Objective: To explore the influences of mammalian target of rapamycin (mTOR) signaling pathway on ketamine-induced apoptosis, oxidative stress and Ca2+ concentration in the hippocampal neurons of rats. Methods: The primary hippocampal neurons isolated from fetal Sprague Dawley rats were treated with ketamine (0, 50, 100 and 500 mu M) for 4 days to observe its effect on mTOR signaling pathway and apoptosis of rat hippocampal neurons.
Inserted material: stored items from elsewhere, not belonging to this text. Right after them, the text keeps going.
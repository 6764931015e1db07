//! Relaymark CLI
//!
//! Operator tools for the local state of a relaymark client: the persisted
//! document cache and the offline operation queue.
//!
//! # Commands
//!
//! - `inspect` - Display cached documents
//! - `queue` - List queued offline operations
//! - `discard-failed` - Drop operations that exhausted their retries
//! - `rearm-failed` - Give failed operations a fresh retry budget
//! - `clear-cache` - Drop an owner's cached documents

mod commands;

use clap::{Parser, Subcommand};
use std::path::PathBuf;
use tracing_subscriber::EnvFilter;

/// Relaymark command-line tools.
#[derive(Parser)]
#[command(name = "relaymark")]
#[command(author, version, about, long_about = None)]
struct Cli {
    /// Path to the store directory
    #[arg(global = true, short, long)]
    path: Option<PathBuf>,

    /// Enable verbose output
    #[arg(global = true, short, long)]
    verbose: bool,

    #[command(subcommand)]
    command: Commands,
}

#[derive(Subcommand)]
enum Commands {
    /// Display cached documents
    Inspect {
        /// Only show this owner
        #[arg(short, long)]
        owner: Option<String>,

        /// Show document contents
        #[arg(short, long)]
        items: bool,

        /// Output format (text, json)
        #[arg(short, long, default_value = "text")]
        format: String,
    },

    /// List queued offline operations
    Queue {
        /// Only show this owner
        #[arg(short, long)]
        owner: Option<String>,

        /// Output format (text, json)
        #[arg(short, long, default_value = "text")]
        format: String,
    },

    /// Drop an owner's failed operations, unblocking the rest of the queue
    DiscardFailed {
        /// Owner key
        owner: String,
    },

    /// Reset an owner's failed operations to pending
    RearmFailed {
        /// Owner key
        owner: String,
    },

    /// Drop an owner's cached documents
    ClearCache {
        /// Owner key
        owner: String,

        /// Only this kind (bookmark-list, bookmark-collections, bookmark-metadata)
        #[arg(short, long)]
        kind: Option<String>,
    },

    /// Show version information
    Version,
}

fn main() -> Result<(), Box<dyn std::error::Error>> {
    let cli = Cli::parse();

    // Initialize logging
    let filter = if cli.verbose {
        EnvFilter::new("debug")
    } else {
        EnvFilter::new("info")
    };
    tracing_subscriber::fmt().with_env_filter(filter).init();

    match cli.command {
        Commands::Inspect {
            owner,
            items,
            format,
        } => {
            let path = cli.path.ok_or("Store path required for inspect")?;
            commands::inspect::run(&path, owner.as_deref(), items, &format)?;
        }
        Commands::Queue { owner, format } => {
            let path = cli.path.ok_or("Store path required for queue")?;
            commands::queue::run_list(&path, owner.as_deref(), &format)?;
        }
        Commands::DiscardFailed { owner } => {
            let path = cli.path.ok_or("Store path required for discard-failed")?;
            commands::queue::run_discard(&path, &owner)?;
        }
        Commands::RearmFailed { owner } => {
            let path = cli.path.ok_or("Store path required for rearm-failed")?;
            commands::queue::run_rearm(&path, &owner)?;
        }
        Commands::ClearCache { owner, kind } => {
            let path = cli.path.ok_or("Store path required for clear-cache")?;
            commands::cache::run(&path, &owner, kind.as_deref())?;
        }
        Commands::Version => {
            println!("Relaymark CLI v{}", env!("CARGO_PKG_VERSION"));
        }
    }

    Ok(())
}
//! Error types for the sync engine.

use relaymark_protocol::ProtocolError;
use relaymark_storage::StorageError;
use thiserror::Error;

/// Result type for sync operations.
pub type SyncResult<T> = Result<T, SyncError>;

/// Errors that can occur during sync operations.
///
/// `Clone` so that every caller joined on one deduplicated fetch receives
/// the same failure.
#[derive(Error, Debug, Clone, PartialEq, Eq)]
pub enum SyncError {
    /// No owner key is available.
    #[error("not authenticated")]
    NotAuthenticated,

    /// Malformed caller input, rejected before any cache or network work.
    #[error("invalid input: {0}")]
    InvalidInput(String),

    /// The gateway has no reachable relay.
    #[error("no relay reachable")]
    NetworkUnavailable,

    /// Every publish attempt failed; the optimistic write was rolled back.
    #[error("publish failed after {attempts} attempts: {message}")]
    PublishExhausted {
        /// Attempts made.
        attempts: u32,
        /// Message of the last failure.
        message: String,
    },

    /// A relay returned a payload that does not parse.
    #[error("decode failure: {0}")]
    Decode(String),

    /// Relay gateway error.
    #[error("gateway error: {message}")]
    Gateway {
        /// Error message.
        message: String,
        /// Whether the operation can be retried.
        retryable: bool,
    },

    /// The fetch did not settle in time.
    #[error("operation timed out")]
    Timeout,

    /// Persistent storage failure.
    #[error("storage error: {0}")]
    Storage(String),

    /// An operation was routed to the adapter of another kind.
    #[error("operation {op} does not apply to {kind}")]
    KindMismatch {
        /// Operation name.
        op: &'static str,
        /// Document kind.
        kind: &'static str,
    },
}

impl SyncError {
    /// Creates a retryable gateway error.
    pub fn gateway_retryable(message: impl Into<String>) -> Self {
        Self::Gateway {
            message: message.into(),
            retryable: true,
        }
    }

    /// Creates a non-retryable gateway error.
    pub fn gateway_fatal(message: impl Into<String>) -> Self {
        Self::Gateway {
            message: message.into(),
            retryable: false,
        }
    }

    /// Returns true if this error can be retried.
    pub fn is_retryable(&self) -> bool {
        match self {
            SyncError::Gateway { retryable, .. } => *retryable,
            SyncError::Timeout | SyncError::NetworkUnavailable => true,
            _ => false,
        }
    }
}

impl From<ProtocolError> for SyncError {
    fn from(err: ProtocolError) -> Self {
        match err {
            ProtocolError::InvalidInput { .. } => SyncError::InvalidInput(err.to_string()),
            ProtocolError::Decode(msg) => SyncError::Decode(msg),
            ProtocolError::Encode(msg) => SyncError::InvalidInput(msg),
        }
    }
}

impl From<StorageError> for SyncError {
    fn from(err: StorageError) -> Self {
        SyncError::Storage(err.to_string())
    }
}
Then, the hippocampal neurons were divided into C (Control), R (Rapamycin, an inhibitor of mTOR signaling pathway), K (Ketamine) and R + K (Rapamycin + Ketamine) groups to detect the apoptosis, reactive oxygen species (ROS) production, and Ca2+ concentration via the terminal transferase uridyl nick end labelling (TUNEL) assay, dichloro-dihydro-fluorescein diacetate (DCFH-DA) method and Fluo-3 acetoxymethyl ester (Fluo-3AM) staining, respectively. The expressions of mTOR signaling pathway and apoptosis-related proteins in hippocampal neurons were examined by qRT-PCR and Western blot. Results: Ketamine could dose-dependently promote the apoptosis of rat hippocampal neurons with upregulation of p-mTOR and its downstream regulators (p-4E-BP-1 and p-p70S6K). However, ketamine-induced apoptosis in hippocampal neurons was reversed significantly by the administration of rapamycin, as evident by the decrease in expressions of pro-apoptotic proteins (Bax and cleaved Caspase-3) and the increase in anti-apoptotic protein (Bcl-2). Meanwhile, the ROS generation and Ca2+ concentration was inhibited accompanied with reduced malonildialdehyde levels but elevated superoxide and glutathione peroxidase activities. Conclusion: Inhibition of mTOR signaling pathway protected rat hippocampal neurons from ketamine-induced injuries via reducing apoptosis, oxidative stress, as well as Ca2+ concentration.